§ **Exercise prompt**
Set down the records below in full, exactly as they read.

▼▼▼

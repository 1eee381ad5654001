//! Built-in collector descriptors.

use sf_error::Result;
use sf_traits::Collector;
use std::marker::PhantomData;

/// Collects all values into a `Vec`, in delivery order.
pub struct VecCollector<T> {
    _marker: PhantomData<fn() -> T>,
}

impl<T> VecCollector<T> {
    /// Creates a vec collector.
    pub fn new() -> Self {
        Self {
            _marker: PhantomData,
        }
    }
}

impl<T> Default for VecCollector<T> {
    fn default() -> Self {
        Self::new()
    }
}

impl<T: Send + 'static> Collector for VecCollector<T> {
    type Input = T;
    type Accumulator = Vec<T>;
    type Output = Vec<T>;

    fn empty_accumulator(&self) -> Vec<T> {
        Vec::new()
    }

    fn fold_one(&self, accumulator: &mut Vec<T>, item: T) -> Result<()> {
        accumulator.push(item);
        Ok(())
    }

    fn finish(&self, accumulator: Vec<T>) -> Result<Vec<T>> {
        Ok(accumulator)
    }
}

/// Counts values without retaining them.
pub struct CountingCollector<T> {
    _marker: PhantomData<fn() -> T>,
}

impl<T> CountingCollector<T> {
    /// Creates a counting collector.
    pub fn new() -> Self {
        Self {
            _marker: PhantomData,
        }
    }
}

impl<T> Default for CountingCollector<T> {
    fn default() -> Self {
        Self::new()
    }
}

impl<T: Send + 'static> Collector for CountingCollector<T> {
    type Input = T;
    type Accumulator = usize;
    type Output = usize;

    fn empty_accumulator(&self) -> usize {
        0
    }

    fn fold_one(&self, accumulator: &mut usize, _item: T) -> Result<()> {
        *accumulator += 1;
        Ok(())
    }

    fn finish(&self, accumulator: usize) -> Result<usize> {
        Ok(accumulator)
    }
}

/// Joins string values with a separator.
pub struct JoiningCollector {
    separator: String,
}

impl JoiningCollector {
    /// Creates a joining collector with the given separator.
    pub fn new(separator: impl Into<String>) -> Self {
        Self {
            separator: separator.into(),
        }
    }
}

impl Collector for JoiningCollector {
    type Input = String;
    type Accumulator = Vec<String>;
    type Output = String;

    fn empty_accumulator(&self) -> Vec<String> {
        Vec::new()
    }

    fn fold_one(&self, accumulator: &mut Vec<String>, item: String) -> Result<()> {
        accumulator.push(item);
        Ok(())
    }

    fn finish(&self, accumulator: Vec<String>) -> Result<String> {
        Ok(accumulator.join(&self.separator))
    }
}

▲▲▲

§ **Completed exercise**
repository 1eee381ad5654001
//! Built-in collector descriptors.

use sf_error::Result;
use sf_traits::Collector;
use std::marker::PhantomData;

/// Collects all values into a `Vec`, in delivery order.
pub struct VecCollector<T> {
    _marker: PhantomData<fn() -> T>,
}

impl<T> VecCollector<T> {
    /// Creates a vec collector.
    pub fn new() -> Self {
        Self {
            _marker: PhantomData,
        }
    }
}

impl<T> Default for VecCollector<T> {
    fn default() -> Self {
        Self::new()
    }
}

impl<T: Send + 'static> Collector for VecCollector<T> {
    type Input = T;
    type Accumulator = Vec<T>;
    type Output = Vec<T>;

    fn empty_accumulator(&self) -> Vec<T> {
        Vec::new()
    }

    fn fold_one(&self, accumulator: &mut Vec<T>, item: T) -> Result<()> {
        accumulator.push(item);
        Ok(())
    }

    fn finish(&self, accumulator: Vec<T>) -> Result<Vec<T>> {
        Ok(accumulator)
    }
}

/// Counts values without retaining them.
pub struct CountingCollector<T> {
    _marker: PhantomData<fn() -> T>,
}

impl<T> CountingCollector<T> {
    /// Creates a counting collector.
    pub fn new() -> Self {
        Self {
            _marker: PhantomData,
        }
    }
}

impl<T> Default for CountingCollector<T> {
    fn default() -> Self {
        Self::new()
    }
}

impl<T: Send + 'static> Collector for CountingCollector<T> {
    type Input = T;
    type Accumulator = usize;
    type Output = usize;

    fn empty_accumulator(&self) -> usize {
        0
    }

    fn fold_one(&self, accumulator: &mut usize, _item: T) -> Result<()> {
        *accumulator += 1;
        Ok(())
    }

    fn finish(&self, accumulator: usize) -> Result<usize> {
        Ok(accumulator)
    }
}

/// Joins string values with a separator.
pub struct JoiningCollector {
    separator: String,
}

impl JoiningCollector {
    /// Creates a joining collector with the given separator.
    pub fn new(separator: impl Into<String>) -> Self {
        Self {
            separator: separator.into(),
        }
    }
}

impl Collector for JoiningCollector {
    type Input = String;
    type Accumulator = Vec<String>;
    type Output = String;

    fn empty_accumulator(&self) -> Vec<String> {
        Vec::new()
    }

    fn fold_one(&self, accumulator: &mut Vec<String>, item: String) -> Result<()> {
        accumulator.push(item);
        Ok(())
    }

    fn finish(&self, accumulator: Vec<String>) -> Result<String> {
        Ok(accumulator.join(&self.separator))
    }
}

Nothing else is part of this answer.